Les incendies contribuent à la création de pyrocumulonimbus

L'Australie est en proie à des incendies de bush catastrophiques depuis le début de la saison estivale. Les images de ces incendies dévastateurs ont fait le tour du monde. Incontrôlables, ils sont dus à la combinaison d'une sécheresse très marquée et d'un été particulièrement chaud. Après un premier épisode de canicule exceptionnelle avant Noël, de nouveaux records de chaleur ont été battus ce 4 janvier. Il a en effet fait 48.9°C à Penrith, à 50 km de Sydney, soit une valeur jamais relevée auparavant dans le bassin métropolitain de Sydney. La capitale, Canberra, a également battu son record absolu de chaleur avec 44.0°C. L'ancien record datait de 1939 (42.8°C sur la station désormais fermée d'Acton Site). Il avait aussi fait 42.2°C à l'aéroport en 1968.
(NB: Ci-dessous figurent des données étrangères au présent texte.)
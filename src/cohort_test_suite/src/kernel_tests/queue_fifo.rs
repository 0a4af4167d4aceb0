//! Messages are delivered in FIFO order, and a queue never holds more than
//! its capacity.
//!
//! 1. (`seq`: 0 → 1) `task0` fills a queue of capacity 5 with zero-wait
//!    sends. The sixth send fails without blocking.
//! 2. (`seq`: 1 → 2) `task0` creates `task1` and blocks sending the sixth
//!    message.
//! 3. `task1` receives six messages in the order they were sent and reports
//!    success.
use assert_matches::assert_matches;
use cohort_core::{kernel::SendQueueError, time::Duration};
use std::sync::Arc;

use super::{spawn, Driver, SupportedSystem};
use crate::utils::SeqTracker;

const CAPACITY: usize = 5;

pub fn start<System: SupportedSystem, D: Driver>(kernel: &Arc<System>, driver: Arc<D>) {
    let queue = kernel.raw_queue_create(CAPACITY).unwrap();
    let seq = Arc::new(SeqTracker::new());

    spawn(kernel, "task0", move |kernel| {
        assert_eq!(kernel.raw_queue_capacity(queue), Ok(CAPACITY));
        assert_eq!(kernel.raw_queue_len(queue), Ok(0));

        seq.expect_and_replace(0, 1);
        for i in 0..CAPACITY as i32 {
            kernel.raw_queue_send(queue, 100 + i, Duration::ZERO).unwrap();
        }
        assert_eq!(kernel.raw_queue_len(queue), Ok(CAPACITY));
        assert_matches!(
            kernel.raw_queue_send(queue, 105, Duration::ZERO),
            Err(SendQueueError::Timeout)
        );
        assert_eq!(kernel.raw_queue_len(queue), Ok(CAPACITY));

        seq.expect_and_replace(1, 2);
        let seq2 = Arc::clone(&seq);
        spawn(&kernel, "task1", move |kernel| {
            for expected in 100..106 {
                assert_eq!(
                    kernel.raw_queue_receive(queue, Duration::from_ticks(1000)),
                    Ok(expected)
                );
            }
            assert_eq!(seq2.get(), 2);
            assert_eq!(kernel.raw_queue_len(queue), Ok(0));
            driver.success();
        });

        // Blocks until `task1` makes room
        kernel.raw_queue_send(queue, 105, Duration::MAX).unwrap();
    });
}
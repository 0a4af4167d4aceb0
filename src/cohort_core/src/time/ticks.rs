use core::fmt;

use super::Duration;

/// A wrapping snapshot of the kernel's tick counter.
///
/// The counter starts at zero when the kernel is created and wraps around
/// after `u32::MAX` ticks, so only differences between nearby snapshots are
/// meaningful.
#[derive(Clone, Copy, PartialEq, Eq, Hash, Default)]
#[repr(transparent)]
pub struct Ticks(pub u32);

impl Ticks {
    /// Get the raw counter value.
    #[inline]
    pub const fn get(self) -> u32 {
        self.0
    }

    /// Get the number of ticks elapsed from `earlier` to `self`, accounting
    /// for a single wrap-around.
    #[inline]
    pub const fn duration_since(self, earlier: Ticks) -> Duration {
        Duration::from_ticks(self.0.wrapping_sub(earlier.0))
    }
}

impl fmt::Debug for Ticks {
    fn fmt(&self, f: &mut fmt::Formatter) -> fmt::Result {
        fmt::Display::fmt(&self.0, f)
    }
}

impl fmt::Display for Ticks {
    fn fmt(&self, f: &mut fmt::Formatter) -> fmt::Result {
        fmt::Display::fmt(&self.0, f)
    }
}

#[cfg(test)]
mod tests {
    use super::*;

    #[test]
    fn duration_since_wraps() {
        assert_eq!(Ticks(10).duration_since(Ticks(4)), Duration::from_ticks(6));
        assert_eq!(
            Ticks(2).duration_since(Ticks(u32::MAX - 1)),
            Duration::from_ticks(4)
        );
    }
}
Des vents secs et virulents, par ailleurs convergents à l'avant d'un front froid ce 4 janvier ont intensifié les incendies déjà très étendus depuis des semaines. Depuis plusieurs semaines, les sources de chaleur au sol causées par feux de brousse ont contribué à la formation de pyrocumulus évoluant fréquemment en pyrocumulonimbus.
Le mécanisme de formation de ces nuages convectifs, qui atteignent parfois plus de 15 km d'altitude, sont similaires à ceux des cumulonimbus classiques, que l'on rencontre partout sur la planète. La source de chaleur intense au sol contribue au développement de forts mouvements convectifs. A contrario des cumulonimbus classiques, les pyrocumulus (ou nimbus) ont besoin de moins d'humidité pour se développer. Ces nuages, selon le nouvel Atlas International des Nuages paru en 2017, sont scientifiquement dénommés cumulonimbus Flammagenitus.
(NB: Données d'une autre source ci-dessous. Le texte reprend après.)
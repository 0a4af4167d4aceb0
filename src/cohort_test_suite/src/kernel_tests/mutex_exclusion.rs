//! Two tasks repeatedly compete for a mutex with non-blocking lock attempts.
//! At most one of them may be inside the critical section at any time, and a
//! failed attempt must not block.
use assert_matches::assert_matches;
use cohort_core::{kernel::TryLockMutexError, time::Duration};
use std::sync::{
    atomic::{AtomicUsize, Ordering},
    Arc,
};

use super::{spawn, Driver, SupportedSystem};

const ITERATIONS: usize = 200;

struct Shared {
    inside: AtomicUsize,
    entered: AtomicUsize,
    finished: AtomicUsize,
}

pub fn start<System: SupportedSystem, D: Driver>(kernel: &Arc<System>, driver: Arc<D>) {
    let mutex = kernel.raw_mutex_create().unwrap();
    let shared = Arc::new(Shared {
        inside: AtomicUsize::new(0),
        entered: AtomicUsize::new(0),
        finished: AtomicUsize::new(0),
    });

    for name in ["task0", "task1"] {
        let shared = Arc::clone(&shared);
        let driver = Arc::clone(&driver);
        spawn(kernel, name, move |kernel| {
            for _ in 0..ITERATIONS {
                match kernel.raw_mutex_try_lock(mutex, Duration::ZERO) {
                    Ok(()) => {
                        assert_eq!(shared.inside.fetch_add(1, Ordering::SeqCst), 0);
                        shared.entered.fetch_add(1, Ordering::SeqCst);

                        // Locking it again would deadlock
                        assert_matches!(
                            kernel.raw_mutex_try_lock(mutex, Duration::ZERO),
                            Err(TryLockMutexError::WouldDeadlock)
                        );
                        std::thread::yield_now();

                        assert_eq!(shared.inside.fetch_sub(1, Ordering::SeqCst), 1);
                        kernel.raw_mutex_unlock(mutex).unwrap();
                    }
                    Err(TryLockMutexError::Timeout) => {}
                    Err(e) => panic!("unexpected error: {e:?}"),
                }
                kernel.raw_sleep(Duration::ZERO).unwrap();
            }

            if shared.finished.fetch_add(1, Ordering::SeqCst) == 1 {
                log::debug!(
                    "entered the critical section {} times",
                    shared.entered.load(Ordering::SeqCst)
                );
                assert!(shared.entered.load(Ordering::SeqCst) > 0);
                assert_eq!(kernel.raw_mutex_is_locked(mutex), Ok(false));
                driver.success();
            }
        });
    }
}
//! A small concurrent application built on the [`cohort_core`] kernel
//! interface.
//!
//! Five tasks and two timers cooperate:
//!
//!  - Two **printers** ([`printer`]) periodically try to take a shared
//!    [`console::Console`] without blocking and emit a burst of glyphs when
//!    they succeed.
//!  - A **producer** and a **consumer** ([`channel`]) are connected by a
//!    bounded FIFO.
//!  - A **heartbeat** ([`heartbeat`]) toggles a status indicator.
//!  - The **lifecycle supervisor** ([`supervisor`]) is driven by a repeating
//!    timer and a one-shot timer. It suspends, resumes, and finally deletes
//!    the printers on a fixed script.
//!
//! [`app::App::bring_up`] creates everything in a fixed order and fails on
//! the first error.
pub mod app;
pub mod channel;
pub mod config;
pub mod console;
pub mod heartbeat;
pub mod printer;
pub mod supervisor;
pub mod trap;
mod worker;

pub use self::worker::WorkerError;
L'animation satellite de ce 4 janvier met en évidence le panache de fumées issu des incendies ravageant la Nouvelle-Galles-du-Sud. On distingue des sommets convectifs puissants et outrepassants, qui percent fréquemment la tropopause :



Ces nuages évoluent jusqu'à l'orage. Il s'agit donc d'orages déclenchés par une source de chaleur issue des incendies. Les chutes de foudre produites par ces orages contribuent à l'allumage de nouveaux foyers d'incendies, entretenant ainsi un cercle vicieux désastreux. Par ailleurs, ils sont fréquemment responsables de violentes rafales descendantes, dangereuses pour les soldats du feu sur le terrain. Certains de ces pyrocumulonimbus évoluent en supercellules, avec mésocyclones profonds et durables.
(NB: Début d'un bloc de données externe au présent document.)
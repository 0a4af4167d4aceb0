//! Blocking with timeouts.
use cohort_core::{kernel::WaitTimeoutError, time::Duration};
use spin::Mutex as SpinMutex;
use std::{
    thread::{self, Thread},
    time::Instant,
};

use crate::StdKernel;

/// A set of threads waiting for some condition of an object to change.
///
/// A thread registers itself before re-checking the condition, so a wake-up
/// issued in between is never lost: it leaves an unpark token, and the
/// following `park` returns immediately.
#[derive(Debug, Default)]
pub(crate) struct WaitQueue {
    waiters: SpinMutex<Vec<Thread>>,
}

impl WaitQueue {
    pub(crate) fn new() -> Self {
        Self::default()
    }

    fn register(&self) {
        let current = thread::current();
        let mut waiters = self.waiters.lock();
        if !waiters.iter().any(|t| t.id() == current.id()) {
            waiters.push(current);
        }
    }

    /// Wake up every waiting thread. They re-check their conditions.
    pub(crate) fn wake_all(&self) {
        let waiters = std::mem::take(&mut *self.waiters.lock());
        for waiter in waiters {
            waiter.unpark();
        }
    }
}

impl StdKernel {
    /// Call `poll` until it returns `Some(_)`, blocking on `wait_queue` for at
    /// most `timeout` in the meantime.
    ///
    /// `poll` is called with no lock held, so it must perform its own
    /// check-and-update atomically.
    pub(crate) fn wait_until<T>(
        &self,
        wait_queue: &WaitQueue,
        timeout: Duration,
        mut poll: impl FnMut() -> Option<T>,
    ) -> Result<T, WaitTimeoutError> {
        if timeout.is_zero() {
            return poll().ok_or(WaitTimeoutError::Timeout);
        }
        // Blocking calls are rejected even if they wouldn't have to block
        if self.is_timer_service_context() {
            return Err(WaitTimeoutError::BadContext);
        }
        if let Some(x) = poll() {
            return Ok(x);
        }

        let deadline = self.deadline_after(timeout);
        loop {
            self.checkpoint();

            wait_queue.register();
            if let Some(x) = poll() {
                return Ok(x);
            }

            if let Some(deadline) = deadline {
                let now = Instant::now();
                if now >= deadline {
                    return Err(WaitTimeoutError::Timeout);
                }
                thread::park_timeout(deadline - now);
            } else {
                thread::park();
            }
        }
    }

    /// Block the current thread until the deadline corresponding to
    /// `duration` passes, applying pending suspensions and deletions to the
    /// current task on every wake-up.
    pub(crate) fn sleep_for(&self, duration: Duration) {
        let deadline = self.deadline_after(duration);
        loop {
            self.checkpoint();

            if let Some(deadline) = deadline {
                let now = Instant::now();
                if now >= deadline {
                    return;
                }
                thread::park_timeout(deadline - now);
            } else {
                thread::park();
            }
        }
    }
}

#[cfg(test)]
mod tests {
    use super::*;
    use crate::{PortConfig, ThreadRole, THREAD_ROLE};
    use assert_matches::assert_matches;
    use std::{
        sync::{
            atomic::{AtomicBool, Ordering},
            Arc,
        },
        time::Duration as WallDuration,
    };

    fn kernel() -> StdKernel {
        crate::init_test_logger();
        StdKernel::new(PortConfig::DEFAULT.with_tick(WallDuration::from_millis(1)))
    }

    #[test]
    fn immediate_success() {
        let kernel = kernel();
        let queue = WaitQueue::new();
        assert_eq!(kernel.wait_until(&queue, Duration::ZERO, || Some(42)), Ok(42));
    }

    #[test]
    fn zero_timeout_fails_without_blocking() {
        let kernel = kernel();
        let queue = WaitQueue::new();
        let start = Instant::now();
        assert_matches!(
            kernel.wait_until(&queue, Duration::ZERO, || None::<()>),
            Err(WaitTimeoutError::Timeout)
        );
        assert!(start.elapsed() < WallDuration::from_millis(500));
    }

    #[test]
    fn times_out() {
        let kernel = kernel();
        let queue = WaitQueue::new();
        let start = Instant::now();
        assert_matches!(
            kernel.wait_until(&queue, Duration::from_ticks(20), || None::<()>),
            Err(WaitTimeoutError::Timeout)
        );
        assert!(start.elapsed() >= WallDuration::from_millis(20));
    }

    #[test]
    fn timer_service_cannot_block() {
        let kernel = kernel();
        let queue = WaitQueue::new();
        let key = kernel.key();
        let kernel2 = kernel.clone();
        let results = std::thread::spawn(move || {
            THREAD_ROLE.with(|role| role.set(ThreadRole::TimerService { kernel: key }));
            (
                kernel2.wait_until(&queue, Duration::ZERO, || Some(1)),
                kernel2.wait_until(&queue, Duration::from_ticks(1), || Some(2)),
                kernel2.wait_until(&queue, Duration::MAX, || Some(3)),
            )
        })
        .join()
        .unwrap();
        assert_eq!(
            results,
            (
                Ok(1),
                Err(WaitTimeoutError::BadContext),
                Err(WaitTimeoutError::BadContext)
            )
        );
    }

    #[test]
    fn woken_by_another_thread() {
        let kernel = kernel();
        let queue = Arc::new(WaitQueue::new());
        let flag = Arc::new(AtomicBool::new(false));

        let waker = {
            let (queue, flag) = (Arc::clone(&queue), Arc::clone(&flag));
            std::thread::spawn(move || {
                std::thread::sleep(WallDuration::from_millis(20));
                flag.store(true, Ordering::SeqCst);
                queue.wake_all();
            })
        };

        let result = kernel.wait_until(&queue, Duration::MAX, || {
            flag.load(Ordering::SeqCst).then_some(())
        });
        assert_eq!(result, Ok(()));
        waker.join().unwrap();
    }
}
Vus du sol, ces pyrocumulonimbus sont impressionnants. Ils ressemblent très clairement à n'importe quelle virulente supercellule orageuse. Leur couleur ocre laisse penser qu'ils sont composés de produits de combustion issus des incendies. On note sur le cliché ci-dessous un sommet pénétrant (overshooting top) particulièrement net. Ces sommets nuageux percent la tropopause en raison de la virulence des mouvements convectifs. Ils se retrouvent ainsi dans la stratosphère, à plus de 15 km d'altitude dans ce secteur de l'Australie :




Ces nuages convectifs ont également été photographiés par avion. On note également les sommets pénétrants, extrêmement virulents :







Une donnée météorologique insensée à Cabramurra

La station météorologique de Cabramurra en Nouvelle-Galles-du-Sud a relevé une température maximale de 69.8°C ce 4 janvier. Cabramurra était à ce moment-là cernée par les incendies. On note au même moment des rafales à plus de 120 km/h sur les relevés du Bureau de la Météorologie Australienne. Les capteurs de la station ont été exposés aux flux de chaleur intenses issus des feux qui ravageaient le Koscuiosko National Park. Précisons par ailleurs qu'une structure mésocyclonique (en lien avec un pyrocumulonimbus) évoluait au sud-est de la station, avec des cisaillements très importants confirmés par les radars Doppler.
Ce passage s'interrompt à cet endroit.